*WHAT YOU SHOULD DO*
What is needed is an exact transcription of every entry below.

● ● ●

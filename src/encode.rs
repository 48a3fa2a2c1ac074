//! Encoders from bytes to a textual representation.
//!
//! Every encoder is total: any byte buffer can be exported in every format.

use std::borrow::Cow;

use base64::engine::general_purpose::{STANDARD, URL_SAFE};
use base64::Engine;

use crate::copy_type::CopyType;
use crate::utf8::is_valid_utf8;

const LOWER_DIGITS: &[u8; 16] = b"0123456789abcdef";
const UPPER_DIGITS: &[u8; 16] = b"0123456789ABCDEF";

/// Decode bytes as UTF-8 text.
///
/// A leading byte order mark is kept as U+FEFF rather than stripped, so no
/// input byte is lost. Invalid sequences are replaced with U+FFFD.
pub fn bytes_to_utf8(bytes: &[u8]) -> Cow<'_, str> {
    match simdutf8::basic::from_utf8(bytes) {
        Ok(text) => Cow::Borrowed(text),
        Err(_) => String::from_utf8_lossy(bytes),
    }
}

/// Encode bytes as padded Base64, or padded Base64URL when `url_format` is set.
pub fn bytes_to_base64(bytes: &[u8], url_format: bool) -> String {
    if url_format {
        URL_SAFE.encode(bytes)
    } else {
        STANDARD.encode(bytes)
    }
}

/// Encode bytes as hex digits, with `spacer` between each byte.
pub fn bytes_to_hex(bytes: &[u8], spacer: &str, uppercase: bool) -> String {
    let digits = if uppercase { UPPER_DIGITS } else { LOWER_DIGITS };
    let mut out = String::with_capacity(bytes.len() * (2 + spacer.len()));
    for (i, &b) in bytes.iter().enumerate() {
        if i > 0 {
            out.push_str(spacer);
        }
        push_hex_byte(&mut out, b, digits);
    }
    out
}

/// Render bytes as an array literal: `[0x41, 0x42, 0x43]`.
pub fn bytes_to_hex_array(bytes: &[u8]) -> String {
    let mut out = String::with_capacity(2 + bytes.len() * 6);
    out.push('[');
    for (i, &b) in bytes.iter().enumerate() {
        if i > 0 {
            out.push_str(", ");
        }
        out.push_str("0x");
        push_hex_byte(&mut out, b, LOWER_DIGITS);
    }
    out.push(']');
    out
}

/// Render bytes as a PostgreSQL `bytea` hex literal: `\x414243`.
pub fn bytes_to_postgres_bytea(bytes: &[u8]) -> String {
    format!("\\x{}", bytes_to_hex(bytes, "", false))
}

#[inline]
fn push_hex_byte(out: &mut String, b: u8, digits: &[u8; 16]) {
    out.push(char::from(digits[usize::from(b >> 4)]));
    out.push(char::from(digits[usize::from(b & 0x0F)]));
}

/// Render bytes as a double-quoted C string literal.
///
/// Valid UTF-8 is escaped one code point at a time, so non-ASCII characters
/// become `\x`, `\u` or `\U` escapes; anything else is escaped one byte at
/// a time.
///
/// NUL is written as `\0`, as in C. A digit right after it would be read back
/// as part of the same octal escape: `[0x00, b'1']` renders as `"\01"`.
pub fn bytes_to_c_escape(bytes: &[u8]) -> String {
    let mut out = String::with_capacity(bytes.len() + 2);
    out.push('"');
    if is_valid_utf8(bytes) {
        for c in bytes_to_utf8(bytes).chars() {
            push_escaped(&mut out, u32::from(c));
        }
    } else {
        for &b in bytes {
            push_escaped(&mut out, u32::from(b));
        }
    }
    out.push('"');
    out
}

fn push_escaped(out: &mut String, c: u32) {
    match c {
        // octal escape
        0x00 => out.push_str("\\0"),
        0x08 => out.push_str("\\b"),
        0x09 => out.push_str("\\t"),
        0x0A => out.push_str("\\n"),
        0x0B => out.push_str("\\v"),
        0x0C => out.push_str("\\f"),
        0x0D => out.push_str("\\r"),
        0x22 => out.push_str("\\\""),
        0x27 => out.push_str("\\'"),
        0x5C => out.push_str("\\\\"),
        0x20..=0x7E => out.push(char::from(c as u8)),
        0x00..=0xFF => out.push_str(&format!("\\x{c:02x}")),
        0x100..=0xFFFF => out.push_str(&format!("\\u{c:04x}")),
        _ => out.push_str(&format!("\\U{c:08x}")),
    }
}

/// Export bytes in the representation named by `copy_type`.
pub fn export_data(copy_type: CopyType, data: &[u8]) -> String {
    match copy_type {
        CopyType::UTF8 => bytes_to_utf8(data).into_owned(),
        CopyType::Base64 => bytes_to_base64(data, false),
        CopyType::Base64URL => bytes_to_base64(data, true),
        CopyType::LowerHex => bytes_to_hex(data, "", false),
        CopyType::UpperHex => bytes_to_hex(data, "", true),
        CopyType::LowerHexSpace => bytes_to_hex(data, " ", false),
        CopyType::UpperHexSpace => bytes_to_hex(data, " ", true),
        CopyType::HexArray => bytes_to_hex_array(data),
        CopyType::PostgresBytea => bytes_to_postgres_bytea(data),
        CopyType::CEscape => bytes_to_c_escape(data),
    }
}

● ● ●

*WRITTEN ANSWER*
filename src/encode.rs
repository 48a3fa2a2c1ac074
//! Encoders from bytes to a textual representation.
//!
//! Every encoder is total: any byte buffer can be exported in every format.

use std::borrow::Cow;

use base64::engine::general_purpose::{STANDARD, URL_SAFE};
use base64::Engine;

use crate::copy_type::CopyType;
use crate::utf8::is_valid_utf8;

const LOWER_DIGITS: &[u8; 16] = b"0123456789abcdef";
const UPPER_DIGITS: &[u8; 16] = b"0123456789ABCDEF";

/// Decode bytes as UTF-8 text.
///
/// A leading byte order mark is kept as U+FEFF rather than stripped, so no
/// input byte is lost. Invalid sequences are replaced with U+FFFD.
pub fn bytes_to_utf8(bytes: &[u8]) -> Cow<'_, str> {
    match simdutf8::basic::from_utf8(bytes) {
        Ok(text) => Cow::Borrowed(text),
        Err(_) => String::from_utf8_lossy(bytes),
    }
}

/// Encode bytes as padded Base64, or padded Base64URL when `url_format` is set.
pub fn bytes_to_base64(bytes: &[u8], url_format: bool) -> String {
    if url_format {
        URL_SAFE.encode(bytes)
    } else {
        STANDARD.encode(bytes)
    }
}

/// Encode bytes as hex digits, with `spacer` between each byte.
pub fn bytes_to_hex(bytes: &[u8], spacer: &str, uppercase: bool) -> String {
    let digits = if uppercase { UPPER_DIGITS } else { LOWER_DIGITS };
    let mut out = String::with_capacity(bytes.len() * (2 + spacer.len()));
    for (i, &b) in bytes.iter().enumerate() {
        if i > 0 {
            out.push_str(spacer);
        }
        push_hex_byte(&mut out, b, digits);
    }
    out
}

/// Render bytes as an array literal: `[0x41, 0x42, 0x43]`.
pub fn bytes_to_hex_array(bytes: &[u8]) -> String {
    let mut out = String::with_capacity(2 + bytes.len() * 6);
    out.push('[');
    for (i, &b) in bytes.iter().enumerate() {
        if i > 0 {
            out.push_str(", ");
        }
        out.push_str("0x");
        push_hex_byte(&mut out, b, LOWER_DIGITS);
    }
    out.push(']');
    out
}

/// Render bytes as a PostgreSQL `bytea` hex literal: `\x414243`.
pub fn bytes_to_postgres_bytea(bytes: &[u8]) -> String {
    format!("\\x{}", bytes_to_hex(bytes, "", false))
}

#[inline]
fn push_hex_byte(out: &mut String, b: u8, digits: &[u8; 16]) {
    out.push(char::from(digits[usize::from(b >> 4)]));
    out.push(char::from(digits[usize::from(b & 0x0F)]));
}

/// Render bytes as a double-quoted C string literal.
///
/// Valid UTF-8 is escaped one code point at a time, so non-ASCII characters
/// become `\x`, `\u` or `\U` escapes; anything else is escaped one byte at
/// a time.
///
/// NUL is written as `\0`, as in C. A digit right after it would be read back
/// as part of the same octal escape: `[0x00, b'1']` renders as `"\01"`.
pub fn bytes_to_c_escape(bytes: &[u8]) -> String {
    let mut out = String::with_capacity(bytes.len() + 2);
    out.push('"');
    if is_valid_utf8(bytes) {
        for c in bytes_to_utf8(bytes).chars() {
            push_escaped(&mut out, u32::from(c));
        }
    } else {
        for &b in bytes {
            push_escaped(&mut out, u32::from(b));
        }
    }
    out.push('"');
    out
}

fn push_escaped(out: &mut String, c: u32) {
    match c {
        // octal escape
        0x00 => out.push_str("\\0"),
        0x08 => out.push_str("\\b"),
        0x09 => out.push_str("\\t"),
        0x0A => out.push_str("\\n"),
        0x0B => out.push_str("\\v"),
        0x0C => out.push_str("\\f"),
        0x0D => out.push_str("\\r"),
        0x22 => out.push_str("\\\""),
        0x27 => out.push_str("\\'"),
        0x5C => out.push_str("\\\\"),
        0x20..=0x7E => out.push(char::from(c as u8)),
        0x00..=0xFF => out.push_str(&format!("\\x{c:02x}")),
        0x100..=0xFFFF => out.push_str(&format!("\\u{c:04x}")),
        _ => out.push_str(&format!("\\U{c:08x}")),
    }
}

/// Export bytes in the representation named by `copy_type`.
pub fn export_data(copy_type: CopyType, data: &[u8]) -> String {
    match copy_type {
        CopyType::UTF8 => bytes_to_utf8(data).into_owned(),
        CopyType::Base64 => bytes_to_base64(data, false),
        CopyType::Base64URL => bytes_to_base64(data, true),
        CopyType::LowerHex => bytes_to_hex(data, "", false),
        CopyType::UpperHex => bytes_to_hex(data, "", true),
        CopyType::LowerHexSpace => bytes_to_hex(data, " ", false),
        CopyType::UpperHexSpace => bytes_to_hex(data, " ", true),
        CopyType::HexArray => bytes_to_hex_array(data),
        CopyType::PostgresBytea => bytes_to_postgres_bytea(data),
        CopyType::CEscape => bytes_to_c_escape(data),
    }
}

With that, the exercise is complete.